_Work request_:
Every line of the entries that holds the word "layout" is to be copied.

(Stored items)
__________________________________________________
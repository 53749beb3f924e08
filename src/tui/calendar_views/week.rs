use chrono::{Datelike, Local};
use ratatui::{
    Frame,
    style::{Modifier, Style},
    text::{Line, Span},
    widgets::{Block, Borders, Paragraph},
};

use termcal::{
    app::AppState,
    ui::theme,
    ui::week_view::{self, EventBlock},
};

const FIRST_HOUR: u32 = 6;
const LAST_HOUR: u32 = 22;
const CELL_WIDTH: usize = 9;

pub fn render(f: &mut Frame, app: &AppState, area: ratatui::layout::Rect, hour_height: f64) {
    let today = Local::now().date_naive();
    let layout = week_view::calculate_layout(app, today, hour_height);

    let week_range = if let Some(last_day) = layout.days.last() {
        format!(
            "{} - {}",
            layout.week_start.format("%b %d"),
            last_day.date.format("%b %d, %Y")
        )
    } else {
        layout.week_start.format("%b %d, %Y").to_string()
    };

    let mut lines = vec![
        Line::from(vec![Span::styled(
            week_range,
            Style::default().fg(app.theme.title).add_modifier(Modifier::BOLD),
        )]),
        Line::from(""),
    ];

    let mut header_spans = vec![Span::raw("      ")];
    for day in &layout.days {
        let day_str = format!(" {:>3} {:<2}  ", day.date.format("%a"), day.date.day());

        let style = if day.is_selected {
            Style::default().bg(app.theme.selected_bg).fg(app.theme.selected_fg)
        } else if day.is_today {
            Style::default().fg(app.theme.today).add_modifier(Modifier::BOLD)
        } else {
            Style::default().fg(app.theme.weekday_header)
        };

        header_spans.push(Span::styled(day_str, style));
    }
    lines.push(Line::from(header_spans));
    lines.push(Line::from(""));

    for hour in FIRST_HOUR..LAST_HOUR {
        let mut line_spans = vec![Span::styled(
            format!("{:02}:00 ", hour),
            Style::default().fg(app.theme.form_label),
        )];

        for day in &layout.days {
            line_spans.push(hour_cell(&day.blocks, hour, hour_height));
        }

        lines.push(Line::from(line_spans));
    }

    let content = Paragraph::new(lines).block(Block::default().borders(Borders::ALL));
    f.render_widget(content, area);
}

/// One terminal row per hour: the block's title on the row its rect starts
/// in, a continuation mark on every further row the rect covers.
fn hour_cell<'a>(blocks: &'a [EventBlock], hour: u32, hour_height: f64) -> Span<'a> {
    let row = f64::from(hour) * hour_height;
    let next_row = f64::from(hour + 1) * hour_height;

    let covering: Vec<&EventBlock> = blocks
        .iter()
        .filter(|block| block.rect.top < next_row && block.rect.top + block.rect.height > row)
        .collect();

    let Some(first) = covering.first() else {
        return Span::raw(" ".repeat(CELL_WIDTH));
    };

    let starts_here = first.rect.top >= row && first.rect.top < next_row;
    let text = if starts_here {
        let mut label: String = first.title.chars().take(CELL_WIDTH - 2).collect();
        if covering.len() > 1 {
            label = label.chars().take(CELL_WIDTH - 4).collect();
            label.push_str(&format!("+{}", covering.len() - 1));
        }
        format!("{:<width$}", label, width = CELL_WIDTH)
    } else {
        format!("{:<width$}", "|", width = CELL_WIDTH)
    };

    Span::styled(text, Style::default().fg(theme::event_color(first.color.as_deref())))
}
__________________________________________________
_Result below_:
pub fn render(f: &mut Frame, app: &AppState, area: ratatui::layout::Rect, hour_height: f64) {
    let layout = week_view::calculate_layout(app, today, hour_height);
    let week_range = if let Some(last_day) = layout.days.last() {
            layout.week_start.format("%b %d"),
        layout.week_start.format("%b %d, %Y").to_string()
    for day in &layout.days {
        for day in &layout.days {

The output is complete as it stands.